Sibersky vivía en Créteil, no muy lejos de mi casa. Seguí el gran parque de la Rosa y me dirigí hacia el centro de la ciudad antes de llegar a un callejón sin salida, donde aparqué mi coche sin problemas. Una señora mayor que salía a pasear su perro, un chucho de la casa Chucho, me aguantó la puerta un momento y acto seguido me introduje en el patio en dirección al segundo piso. Sibersky me abrió justo cuando iba a llamar a la puerta.
–Le he visto por la ventana, comisario.
–Tienes un bebé precioso, un David Sibersky en miniatura.
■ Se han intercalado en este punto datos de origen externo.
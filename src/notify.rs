// src/notify.rs
//! Transient user-facing confirmations ("toasts") raised after save/unsave

use serde::Serialize;
use std::sync::Mutex;

use crate::app_log;

#[derive(Debug, Clone, PartialEq, Eq, Serialize)]
pub struct Notification {
    pub title: String,
    pub description: String,
}

impl Notification {
    pub fn new(title: &str, description: &str) -> Self {
        Self {
            title: title.to_string(),
            description: description.to_string(),
        }
    }

    pub fn job_saved() -> Self {
        Self::new("Job saved", "Job added to your saved list")
    }

    pub fn job_removed() -> Self {
        Self::new("Job removed", "Job removed from your saved list")
    }

    pub fn for_save_state(saved: bool) -> Self {
        if saved {
            Self::job_saved()
        } else {
            Self::job_removed()
        }
    }
}

pub trait Notifier: Send + Sync {
    fn notify(&self, notification: &Notification);
}

/// Sends notifications to the log
pub struct LogNotifier;

impl Notifier for LogNotifier {
    fn notify(&self, notification: &Notification) {
        app_log!(
            info,
            "{}: {}",
            notification.title,
            notification.description
        );
    }
}

/// Keeps every notification in memory
#[derive(Default)]
pub struct RecordingNotifier {
    seen: Mutex<Vec<Notification>>,
}

impl RecordingNotifier {
    pub fn new() -> Self {
        Self::default()
    }

    pub fn notifications(&self) -> Vec<Notification> {
        self.seen
            .lock()
            .map(|seen| seen.clone())
            .unwrap_or_default()
    }
}

impl Notifier for RecordingNotifier {
    fn notify(&self, notification: &Notification) {
        if let Ok(mut seen) = self.seen.lock() {
            seen.push(notification.clone());
        }
    }
}

#[cfg(test)]
mod tests {
    use super::*;

    #[test]
    fn test_messages_match_save_state() {
        assert_eq!(Notification::for_save_state(true).title, "Job saved");
        assert_eq!(
            Notification::for_save_state(false).description,
            "Job removed from your saved list"
        );
    }

    #[test]
    fn test_recording_notifier() {
        let notifier = RecordingNotifier::new();
        notifier.notify(&Notification::job_saved());
        notifier.notify(&Notification::job_removed());

        let titles: Vec<String> = notifier
            .notifications()
            .into_iter()
            .map(|n| n.title)
            .collect();
        assert_eq!(titles, vec!["Job saved", "Job removed"]);
    }
}
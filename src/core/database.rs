// src/core/database.rs
//! SQLite-backed key-value store

use anyhow::{Context, Result};
use async_trait::async_trait;
use chrono::Utc;
use sqlx::SqlitePool;
use std::path::Path;

use crate::app_log;
use crate::core::kv_store::KeyValueStore;
use crate::core::FsOps;

pub struct SqliteStore {
    pool: SqlitePool,
}

impl SqliteStore {
    /// Open (or create) the database file and run migrations
    pub async fn new(database_path: &Path) -> Result<Self> {
        if let Some(parent) = database_path.parent() {
            FsOps::ensure_dir_exists(parent).await?;
        }

        let database_url = format!("sqlite:{}?mode=rwc", database_path.display());
        let pool = SqlitePool::connect(&database_url).await.with_context(|| {
            format!("Failed to connect to database: {}", database_path.display())
        })?;

        app_log!(
            info,
            "Database connection established: {}",
            database_path.display()
        );

        let store = Self { pool };
        store.migrate().await?;
        store.health_check().await?;
        Ok(store)
    }

    /// Create the `kv_entries` table if missing
    async fn migrate(&self) -> Result<()> {
        sqlx::query(
            r#"
            CREATE TABLE IF NOT EXISTS kv_entries (
                key TEXT PRIMARY KEY NOT NULL,
                value TEXT NOT NULL,
                updated_at TEXT NOT NULL DEFAULT (datetime('now'))
            );
            "#,
        )
        .execute(&self.pool)
        .await
        .context("Failed to create kv_entries table")?;

        app_log!(debug, "Database migrations completed");
        Ok(())
    }

    /// Check the connection answers a trivial query
    async fn health_check(&self) -> Result<()> {
        sqlx::query("SELECT 1")
            .execute(&self.pool)
            .await
            .context("Database health check failed")?;
        Ok(())
    }
}

#[async_trait]
impl KeyValueStore for SqliteStore {
    async fn get(&self, key: &str) -> Result<Option<String>> {
        let value = sqlx::query_scalar::<_, String>("SELECT value FROM kv_entries WHERE key = ?")
            .bind(key)
            .fetch_optional(&self.pool)
            .await
            .with_context(|| format!("Failed to read key: {}", key))?;
        Ok(value)
    }

    async fn set(&self, key: &str, value: &str) -> Result<()> {
        sqlx::query(
            r#"
            INSERT INTO kv_entries (key, value, updated_at)
            VALUES (?, ?, ?)
            ON CONFLICT(key) DO UPDATE SET value = excluded.value, updated_at = excluded.updated_at
            "#,
        )
        .bind(key)
        .bind(value)
        .bind(Utc::now())
        .execute(&self.pool)
        .await
        .with_context(|| format!("Failed to write key: {}", key))?;
        Ok(())
    }

    async fn remove(&self, key: &str) -> Result<()> {
        sqlx::query("DELETE FROM kv_entries WHERE key = ?")
            .bind(key)
            .execute(&self.pool)
            .await
            .with_context(|| format!("Failed to delete key: {}", key))?;
        Ok(())
    }

    fn backend_name(&self) -> &'static str {
        "sqlite"
    }
}
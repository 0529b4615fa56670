// src/types/response.rs
//! View structures handed to the renderer or serialized with `--json`

use serde::Serialize;

use crate::types::job::{Job, JobId};

// ===== Card Views =====

/// A job annotated with its saved/recent status
#[derive(Debug, Clone, Serialize)]
pub struct JobCard {
    pub job: Job,
    pub is_saved: bool,
    pub recently_viewed: bool,
    pub detail_path: String,
}

impl JobCard {
    pub fn new(job: &Job, is_saved: bool, recently_viewed: bool) -> Self {
        Self {
            job: job.clone(),
            is_saved,
            recently_viewed,
            detail_path: job.detail_path(),
        }
    }
}

/// Short entry used by the home page previews
#[derive(Debug, Clone, PartialEq, Serialize)]
pub struct JobSummary {
    pub id: JobId,
    pub title: String,
    pub company: String,
    pub location: String,
}

impl From<&Job> for JobSummary {
    fn from(job: &Job) -> Self {
        Self {
            id: job.id,
            title: job.title.clone(),
            company: job.company.clone(),
            location: job.location.clone(),
        }
    }
}

// ===== Page Views =====

#[derive(Debug, Clone, Serialize)]
pub struct SearchResults {
    pub query: String,
    pub count: usize,
    pub jobs: Vec<JobCard>,
}

#[derive(Debug, Clone, Serialize)]
pub struct HomePage {
    pub recently_viewed: Vec<JobSummary>,
    pub saved_jobs: Vec<JobSummary>,
    pub results: SearchResults,
}

#[derive(Debug, Clone, Serialize)]
pub struct SaveOutcome {
    pub job_id: JobId,
    pub saved: bool,
    pub title: String,
    pub description: String,
}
Muchas felicidades. – Le di el peluche-. Ya lo pondrás en la cuna del chiquitín, de mi parte.
–No tenía por qué. Siéntese, comisario.
–Te aviso, podemos hablar de todo menos del caso. ¡Una sola palabra sobre el tema y te retuerzo el pescuezo! Ya te pondrás al corriente tú mismo pasado mañana. Esta noche, me gustaría olvidarme un poco del asunto, aunque sólo sea durante una hora. ¿Me invitas a una cerveza?
–¿Una Zywiec?
–¡Pues claro, Genaro! ¡Las cervezas polacas parecen orina de bisonte, pero a mí me encantan!
–¿Sabe que la orina de bisonte es lo que le da sabor al vodka? ¡Sin ella, un vodka se convierte en alcohol de patatas imbebible!
Le dirigí una sonrisa franca y señalé su ordenador, empotrado en el ángulo del salón. En la pantalla se abrían y cerraban ventanas.
–¿Qué estás descargando?
–Canciones en formato MP3. ¡Grabo mis propios discos, es mucho más barato!
–¿Y lo haces noche y día?
–Sobre todo por la noche. De alguna forma tengo que pasar el tiempo: hace casi dos meses que Laurence está ingresada en el hospital.
–¡En cuanto regrese a casa, ya no tendrás tiempo de aburrirte!
–Eso espero…
Al volver de la cocina, cortó una salchicha ahumada y colocó las rodajas en un pequeño cuenco de madera.
–¿Se quedará a cenar conmigo, verdad que sí? Arroz y calabacines rellenos, ¿le apetece?
–Una delicia. Suzanne los preparaba de vez en cuando. Cada vez que subíamos al norte, mi madre le daba calabacines del huerto, ¡unas bombas que harían palidecer a un artillero! Durante unas semanas el menú se limitaba a sopa de calabacín, calabacines rellenos, calabacines a la papillote o al vapor!
Sibersky echó un vistazo por la ventana, con la Zywiec en la mano.
–¿Se acuerda del cura ladrón de cepillos de iglesia?
Me atraganté y la espuma estuvo a punto de salírseme por los agujeros de la nariz.
–¡Sí! ¡Fue total! ¡Me había olvidado por completo de ese tipo! La Brigada Criminal nos había pedido ayuda para el caso del profanador de iglesias y habíamos, o más bien dicho habías, interceptado a ese tipo porque salió corriendo cuando nos vio. ¡El chaval disfrazado de cura desvalijaba los cepillos de las iglesias! ¡Apenas reunía doscientos francos cada vez para sacar adelante a su familia! El pobre tipo, que apareció en el lugar más inoportuno en el momento más inoportuno. Pero ¿por qué me hablas de él?